Had become such a hunted thing
Sleepless, hopeless, all its dreams exhausted,
Only wanting to be recaptured, only
Wanting to drop, out of its vacuum.
Two days of dangling nothing. Two days gratis.
Two days in no calendar, but stolen
From no world,
Beyond actuality, feeling, or name.
—from "Last Letter" by Ted HughesWhen I consider Ted Hughes and Sylvia Plath I am not interested in drama, nor in the US versus the UK in arts, nor in feminism. I am interested in poetry. I said as much a couple of weeks ago when I discussed hearing about the newly discovered Hughes poem "Last Letter." I have always been infuriated at how feminism and silly cultural rivalries have overshadowed the work of two great poets who happened to share a sort of archetypal tragedy. As I said in "Slender Mitochondrial Strand" I am not connected to the Hughes or Plath families, and it seems only proper to leave their private lives alone. That said, it has always seemed to me that the conjunction of those two poets enhanced both their work. Plath's best work by far came after her marriage, and much of my favorite work from Hughes is in Wodwo and Lupercal, and as I gather dating from around the years of their tumultuous romance. I don't know when Hughes picked up a tendency towards slack passages, but he certainly did at some point, and it has for me definitely affected much of his later work. "Last Letter" is no exception. According to my intention stated in the previous piece, I headed to the CU Boulder Library which according to WorldCat carries a subscription to the New Statesman magazine, the exclusive publisher of "Last Letter." I'd hoped to own the issue, so prior to my trip to the library I checked several newsstands, including the one at Barnes and Nobles, and the famous Eads of Boulder, but no one seemed to carry the British journal. I was quite excited to find the issue in the CU shelves, and sat down to read it. "Last Letter" is a decent poem, or if I am to be frank in characterizing it, a brilliant poem cut into bits which are sprinkled among passages of prosaic exposition. You very quickly see in the poem what is carved in marble and what is knuckled into butter. The head quote, above, is one of the larger bits of sculptured marble, and the thirteen lines that follow it. So is the part that was quoted in one of the teasers for the new poem, and which I quoted in the last piece.

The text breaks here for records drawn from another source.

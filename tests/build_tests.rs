//! Tests for base and instance image builds against in-memory fakes.

mod common;

use common::{FakeBuilder, FakeEngine};
use golem::build::{build_base_image, build_instance_image, ensure_image};
use golem::cache::ImageCache;
use golem::reference::{parse_reference, ImageRef, TaggedRef};
use golem::resolver::{
    BaseImageConfig, CustomImage, InstanceConfig, RunConfiguration, Script, TestScript,
};
use std::collections::BTreeMap;
use tempfile::TempDir;
use tokio_util::sync::CancellationToken;

fn tagged(s: &str) -> TaggedRef {
    TaggedRef::parse(s).unwrap()
}

fn custom(source: &str, target: &str, version: &str) -> CustomImage {
    CustomImage {
        source: parse_reference(source).unwrap(),
        target: tagged(target),
        version: version.to_string(),
        default_only: false,
    }
}

fn base_config(engine: &FakeEngine) -> BaseImageConfig {
    engine.add_image("sha256:base", &["runner-base:0.1"]);
    engine.add_image("sha256:nginx", &["nginx:1.9"]);
    engine.add_image("sha256:distribution", &["registry:2.2.1"]);
    BaseImageConfig {
        base: tagged("runner-base:0.1"),
        extra_images: vec![tagged("nginx:1.9")],
        custom_images: vec![custom("registry:2.2.1", "golem-distribution:latest", "2.2.1")],
    }
}

// =============================================================================
// ensure_image
// =============================================================================

#[tokio::test]
async fn ensure_image_prefers_local() {
    let engine = FakeEngine::new();
    engine.add_image("sha256:local", &["present:1"]);

    let id = ensure_image(
        engine.as_ref(),
        &ImageRef::Tagged(tagged("present:1")),
    )
    .await
    .unwrap();

    assert_eq!(id, "sha256:local");
    assert!(engine.state.lock().unwrap().pulled.is_empty());
}

#[tokio::test]
async fn ensure_image_pulls_tagged_when_absent() {
    let engine = FakeEngine::new();

    let id = ensure_image(engine.as_ref(), &ImageRef::Tagged(tagged("absent:2")))
        .await
        .unwrap();

    assert!(id.starts_with("sha256:pulled-"));
    assert_eq!(engine.state.lock().unwrap().pulled, vec!["absent:2"]);
}

#[tokio::test]
async fn ensure_image_rejects_bare_name_pull() {
    let engine = FakeEngine::new();

    let result = ensure_image(
        engine.as_ref(),
        &parse_reference("absent-bare-name").unwrap(),
    )
    .await;

    assert!(result.is_err());
    assert!(engine.state.lock().unwrap().pulled.is_empty());
}

// =============================================================================
// Base Image Build
// =============================================================================

#[tokio::test]
async fn base_build_assembles_context() {
    let engine = FakeEngine::new();
    let builder = FakeBuilder::new(engine.clone());
    let cache_dir = TempDir::new().unwrap();
    let cache = ImageCache::new(cache_dir.path());
    let config = base_config(&engine);

    build_base_image(
        engine.as_ref(),
        &builder,
        &config,
        &cache,
        &CancellationToken::new(),
    )
    .await
    .unwrap();

    let builds = builder.builds.lock().unwrap();
    assert_eq!(builds.len(), 1);
    let record = &builds[0];

    assert!(record.recipe.starts_with("FROM sha256:base\n"));
    assert!(record.recipe.contains("COPY ./images /images\n"));
    assert!(record
        .recipe
        .contains("ENV GOLEM_DISTRIBUTION_VERSION 2.2.1\n"));

    let manifest: BTreeMap<String, Vec<String>> =
        serde_json::from_str(record.manifest.as_ref().unwrap()).unwrap();
    assert_eq!(manifest["sha256:nginx"], vec!["nginx:1.9"]);
    assert_eq!(
        manifest["sha256:distribution"],
        vec!["golem-distribution:latest"]
    );

    // Both referenced images were saved as per-id tarballs.
    let saved = &engine.state.lock().unwrap().saved;
    assert_eq!(saved.len(), 2);
    assert!(saved
        .iter()
        .all(|(id, path)| path.file_name().unwrap().to_string_lossy() == format!("{}.tar", id)));
}

#[tokio::test]
async fn repeated_build_hits_cache() {
    let engine = FakeEngine::new();
    let builder = FakeBuilder::new(engine.clone());
    let cache_dir = TempDir::new().unwrap();
    let cache = ImageCache::new(cache_dir.path());
    let config = base_config(&engine);
    let token = CancellationToken::new();

    let first = build_base_image(engine.as_ref(), &builder, &config, &cache, &token)
        .await
        .unwrap();
    let second = build_base_image(engine.as_ref(), &builder, &config, &cache, &token)
        .await
        .unwrap();

    assert_eq!(first, second);
    assert_eq!(builder.build_count(), 1, "second build must come from cache");

    // Exactly one cache entry exists under <root>/<alg>/<hex>.
    let alg_dir = cache_dir.path().join("sha256");
    assert_eq!(std::fs::read_dir(&alg_dir).unwrap().count(), 1);
}

#[tokio::test]
async fn stale_cache_entry_triggers_rebuild() {
    let engine = FakeEngine::new();
    let builder = FakeBuilder::new(engine.clone());
    let cache_dir = TempDir::new().unwrap();
    let cache = ImageCache::new(cache_dir.path());
    let config = base_config(&engine);
    let token = CancellationToken::new();

    let first = build_base_image(engine.as_ref(), &builder, &config, &cache, &token)
        .await
        .unwrap();

    // The engine garbage-collected the built image; the cache entry is
    // no longer authoritative.
    engine
        .state
        .lock()
        .unwrap()
        .images
        .retain(|img| img.id != first);

    let second = build_base_image(engine.as_ref(), &builder, &config, &cache, &token)
        .await
        .unwrap();

    assert_ne!(first, second);
    assert_eq!(builder.build_count(), 2);
}

#[tokio::test]
async fn insertion_order_shares_cache_slot() {
    let engine = FakeEngine::new();
    let builder = FakeBuilder::new(engine.clone());
    let cache_dir = TempDir::new().unwrap();
    let cache = ImageCache::new(cache_dir.path());
    let token = CancellationToken::new();

    engine.add_image("sha256:base", &["runner-base:0.1"]);
    engine.add_image("sha256:a", &["a:1"]);
    engine.add_image("sha256:b", &["b:1"]);

    let forward = BaseImageConfig {
        base: tagged("runner-base:0.1"),
        extra_images: vec![tagged("a:1"), tagged("b:1")],
        custom_images: Vec::new(),
    };
    let reversed = BaseImageConfig {
        base: tagged("runner-base:0.1"),
        extra_images: vec![tagged("b:1"), tagged("a:1")],
        custom_images: Vec::new(),
    };

    let first = build_base_image(engine.as_ref(), &builder, &forward, &cache, &token)
        .await
        .unwrap();
    let second = build_base_image(engine.as_ref(), &builder, &reversed, &cache, &token)
        .await
        .unwrap();

    assert_eq!(first, second);
    assert_eq!(builder.build_count(), 1);
}

#[tokio::test]
async fn version_change_selects_new_slot() {
    let engine = FakeEngine::new();
    let builder = FakeBuilder::new(engine.clone());
    let cache_dir = TempDir::new().unwrap();
    let cache = ImageCache::new(cache_dir.path());
    let token = CancellationToken::new();

    let mut config = base_config(&engine);
    build_base_image(engine.as_ref(), &builder, &config, &cache, &token)
        .await
        .unwrap();

    config.custom_images[0].version = "2.3.0".to_string();
    build_base_image(engine.as_ref(), &builder, &config, &cache, &token)
        .await
        .unwrap();

    assert_eq!(builder.build_count(), 2);
}

// =============================================================================
// Instance Image Build
// =============================================================================

#[tokio::test]
async fn instance_build_overlays_plan_and_tree() {
    let engine = FakeEngine::new();
    let builder = FakeBuilder::new(engine.clone());
    let cache_dir = TempDir::new().unwrap();
    let cache = ImageCache::new(cache_dir.path());

    let suite_dir = TempDir::new().unwrap();
    std::fs::write(suite_dir.path().join("test.bats"), b"#!/usr/bin/env bats\n").unwrap();

    let executable = TempDir::new().unwrap();
    let executable_path = executable.path().join("golem");
    std::fs::write(&executable_path, b"binary").unwrap();

    let instance = InstanceConfig {
        name: "registry".to_string(),
        base_image: base_config(&engine),
        run: RunConfiguration {
            setup: vec![Script {
                command: vec!["sh".to_string(), "install.sh".to_string()],
                env: vec![],
            }],
            test_runner: vec![TestScript {
                script: Script {
                    command: vec!["bats".to_string(), "-t".to_string(), ".".to_string()],
                    env: vec!["TEST_REPO=hello-world".to_string()],
                },
                format: "tap".to_string(),
            }],
        },
    };

    let id = build_instance_image(
        engine.as_ref(),
        &builder,
        &cache,
        suite_dir.path(),
        &instance,
        None,
        &executable_path,
        &CancellationToken::new(),
    )
    .await
    .unwrap();

    let builds = builder.builds.lock().unwrap();
    assert_eq!(builds.len(), 2, "base build plus instance build");
    let record = &builds[1];
    assert_eq!(record.image_id, id);
    assert_eq!(record.tag.as_deref(), Some("golem-registry:latest"));

    assert!(record.recipe.contains("COPY ./runner/ /runner\n"));
    assert!(record
        .recipe
        .contains("COPY ./instance.json /instance.json\n"));
    assert!(record
        .recipe
        .contains("COPY ./golem_runner /usr/local/bin/golem_runner\n"));
}

#[tokio::test]
async fn instance_plan_round_trips_through_json() {
    let run = RunConfiguration {
        setup: vec![Script {
            command: vec!["sh".to_string(), "setup.sh".to_string()],
            env: vec!["A=1".to_string()],
        }],
        test_runner: vec![TestScript {
            script: Script {
                command: vec!["bats".to_string(), ".".to_string()],
                env: vec![],
            },
            format: "tap".to_string(),
        }],
    };

    let encoded = serde_json::to_string(&run).unwrap();
    // Wire field names are part of the host/runner contract.
    assert!(encoded.contains("\"setup\""));
    assert!(encoded.contains("\"runner\""));
    assert!(encoded.contains("\"command\""));
    assert!(encoded.contains("\"format\":\"tap\""));

    let decoded: RunConfiguration = serde_json::from_str(&encoded).unwrap();
    assert_eq!(decoded, run);
}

What happened that night, inside your hours
Is as unknown as if it never happened.
What accumulation of your whole life,
Like effort unconscious, like birth
Pushing through the membrane of each slow second
Into the next, happened
Only as if it could not happen
As if it was not happening.
It was a canny edit, that, in the middle of a line, as I found reading the whole poem, with the end of that same line losing the energy of what preceded it, continuing into a sighting of Plath's ghost, which slips between marble and butter, but ends solidly enough, concluding with the two lines:
Before midnight. After midnight. Again.
Again. Again. And, near dawn, again.
The stretch after that is the final bit of the poem, and is again a marble/butter hybrid. Going back to the beginning of the poem (I count 154 lines in all), the first 40 lines are uneven, and then it explodes into the head quote, which begins at line 41. That strong passage continues to line 62, but I only quoted a part of it out of respect for the publisher. Lines 61 and 62 are:
Their obsessed in and out. Two women
Each with her needle.
This immediately brought me to mind the "Prufrock" refrain:
In the room the women come and go
Talking of Michelangelo.
Line 63 begins the longest slack passage, which lasts until the hard shore of line 112.I'm very glad I sought out the poem. Even the prosaic parts are written by a master writer, and I can appreciate them for the connective exposition they are. I don't know that the soap opera fans will find a lot of new dramatic ground here that was not covered in Birthday Letters, though I don't doubt that they'll pick out some juicy nuggets of gossip. From a poetical perspective, "Last Letter" is a narrative that picks its moment to seize upon finely crafted poetry to share a keen sense of how time seems a wretched tapestry when considered around a moment of accident and loss. The discovery is not just more hype in the Hughes/Plath line, but a genuine gain for poetry.
I already mentioned how the passage starting with line 112 ("What happened that night, inside your hours,") reminded me of The Four Quartets, and this is striking because most of my favorite Hughes is nothing like Eliot. Am I dipping into the soap opera nonsense when I ponder that Hughes might be mouthing echoes from Eliot's tortured relationship with Vivienne?